(Collected data entries)
----
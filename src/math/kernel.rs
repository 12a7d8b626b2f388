//! Neighbor weighting kernels.
//!
//! ## Purpose
//!
//! This module turns neighbor distances into aggregation weights for both
//! regression (weighted mean) and classification (weighted vote).
//!
//! ## Design notes
//!
//! * **Bandwidth**: Distance-based kernels evaluate `u = d / b` where `b` is
//!   the distance of the (k+1)-th nearest neighbor, so `u ∈ [0, 1]`.
//! * **Fallback**: When no bandwidth is available, the bandwidth is zero, or
//!   every weight vanishes, all neighbors weigh equally.
//! * **Inverse**: Exact matches (d = 0) share all the weight.
//!
//! ## Invariants
//!
//! * Returned weights are finite, non-negative, and sum to a positive value.
//! * `Uniform` always yields equal weights.

use num_traits::Float;
use tracing::debug;

#[cfg(feature = "serde")]
use serde::{Deserialize, Serialize};

/// Kernel used to weight the k nearest neighbors.
#[derive(Debug, Clone, Copy, PartialEq, Eq, Default)]
#[cfg_attr(feature = "serde", derive(Serialize, Deserialize))]
pub enum WeightFunction {
    /// Every neighbor weighs the same ("rectangular").
    #[default]
    Uniform,

    /// Linear decay: 1 - u
    Triangle,

    /// Parabolic decay: 3/4 (1 - u²)
    Epanechnikov,

    /// Standard normal density of u.
    Gaussian,

    /// Inverse distance: 1 / d
    Inverse,
}

impl WeightFunction {
    /// True for the rectangular kernel.
    pub fn is_uniform(&self) -> bool {
        matches!(self, WeightFunction::Uniform)
    }

    /// Kernel value at normalized distance `u`.
    #[inline]
    pub fn kernel<T: Float>(&self, u: T) -> T {
        let one = T::one();
        match self {
            WeightFunction::Uniform => one,
            WeightFunction::Triangle => (one - u).max(T::zero()),
            WeightFunction::Epanechnikov => {
                let three_quarters = T::from(0.75).unwrap_or(one);
                (three_quarters * (one - u * u)).max(T::zero())
            }
            WeightFunction::Gaussian => {
                let two = one + one;
                let norm = (two * T::from(core::f64::consts::PI).unwrap_or(one)).sqrt();
                (-(u * u) / two).exp() / norm
            }
            WeightFunction::Inverse => {
                if u > T::zero() {
                    one / u
                } else {
                    T::infinity()
                }
            }
        }
    }

    /// Weights for neighbors at `distances` (ascending).
    ///
    /// `bandwidth` is the distance of the next-nearest neighbor beyond the set.
    pub fn weights<T: Float>(&self, distances: &[T], bandwidth: Option<T>) -> Vec<T> {
        let uniform = || vec![T::one(); distances.len()];

        let weights: Vec<T> = match self {
            WeightFunction::Uniform => return uniform(),
            WeightFunction::Inverse => {
                if distances.iter().any(|&d| d <= T::zero()) {
                    distances
                        .iter()
                        .map(|&d| if d <= T::zero() { T::one() } else { T::zero() })
                        .collect()
                } else {
                    distances.iter().map(|&d| self.kernel(d)).collect()
                }
            }
            _ => match bandwidth {
                Some(b) if b > T::zero() && b.is_finite() => {
                    distances.iter().map(|&d| self.kernel(d / b)).collect()
                }
                _ => {
                    debug!(kernel = ?self, "No usable bandwidth; using uniform weights");
                    return uniform();
                }
            },
        };

        let total = weights.iter().copied().fold(T::zero(), |acc, w| acc + w);
        if total <= T::zero() || !total.is_finite() {
            debug!(kernel = ?self, "All neighbor weights vanished; using uniform weights");
            return uniform();
        }
        weights
    }
}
----
◆ Task directions: Retype every entry, keeping each character as it was.

◆ Result of this task:
filename src/math/kernel.rs
repository 12a7d8b626b2f388
//! Neighbor weighting kernels.
//!
//! ## Purpose
//!
//! This module turns neighbor distances into aggregation weights for both
//! regression (weighted mean) and classification (weighted vote).
//!
//! ## Design notes
//!
//! * **Bandwidth**: Distance-based kernels evaluate `u = d / b` where `b` is
//!   the distance of the (k+1)-th nearest neighbor, so `u ∈ [0, 1]`.
//! * **Fallback**: When no bandwidth is available, the bandwidth is zero, or
//!   every weight vanishes, all neighbors weigh equally.
//! * **Inverse**: Exact matches (d = 0) share all the weight.
//!
//! ## Invariants
//!
//! * Returned weights are finite, non-negative, and sum to a positive value.
//! * `Uniform` always yields equal weights.

use num_traits::Float;
use tracing::debug;

#[cfg(feature = "serde")]
use serde::{Deserialize, Serialize};

/// Kernel used to weight the k nearest neighbors.
#[derive(Debug, Clone, Copy, PartialEq, Eq, Default)]
#[cfg_attr(feature = "serde", derive(Serialize, Deserialize))]
pub enum WeightFunction {
    /// Every neighbor weighs the same ("rectangular").
    #[default]
    Uniform,

    /// Linear decay: 1 - u
    Triangle,

    /// Parabolic decay: 3/4 (1 - u²)
    Epanechnikov,

    /// Standard normal density of u.
    Gaussian,

    /// Inverse distance: 1 / d
    Inverse,
}

impl WeightFunction {
    /// True for the rectangular kernel.
    pub fn is_uniform(&self) -> bool {
        matches!(self, WeightFunction::Uniform)
    }

    /// Kernel value at normalized distance `u`.
    #[inline]
    pub fn kernel<T: Float>(&self, u: T) -> T {
        let one = T::one();
        match self {
            WeightFunction::Uniform => one,
            WeightFunction::Triangle => (one - u).max(T::zero()),
            WeightFunction::Epanechnikov => {
                let three_quarters = T::from(0.75).unwrap_or(one);
                (three_quarters * (one - u * u)).max(T::zero())
            }
            WeightFunction::Gaussian => {
                let two = one + one;
                let norm = (two * T::from(core::f64::consts::PI).unwrap_or(one)).sqrt();
                (-(u * u) / two).exp() / norm
            }
            WeightFunction::Inverse => {
                if u > T::zero() {
                    one / u
                } else {
                    T::infinity()
                }
            }
        }
    }

    /// Weights for neighbors at `distances` (ascending).
    ///
    /// `bandwidth` is the distance of the next-nearest neighbor beyond the set.
    pub fn weights<T: Float>(&self, distances: &[T], bandwidth: Option<T>) -> Vec<T> {
        let uniform = || vec![T::one(); distances.len()];

        let weights: Vec<T> = match self {
            WeightFunction::Uniform => return uniform(),
            WeightFunction::Inverse => {
                if distances.iter().any(|&d| d <= T::zero()) {
                    distances
                        .iter()
                        .map(|&d| if d <= T::zero() { T::one() } else { T::zero() })
                        .collect()
                } else {
                    distances.iter().map(|&d| self.kernel(d)).collect()
                }
            }
            _ => match bandwidth {
                Some(b) if b > T::zero() && b.is_finite() => {
                    distances.iter().map(|&d| self.kernel(d / b)).collect()
                }
                _ => {
                    debug!(kernel = ?self, "No usable bandwidth; using uniform weights");
                    return uniform();
                }
            },
        };

        let total = weights.iter().copied().fold(T::zero(), |acc, w| acc + w);
        if total <= T::zero() || !total.is_finite() {
            debug!(kernel = ?self, "All neighbor weights vanished; using uniform weights");
            return uniform();
        }
        weights
    }
}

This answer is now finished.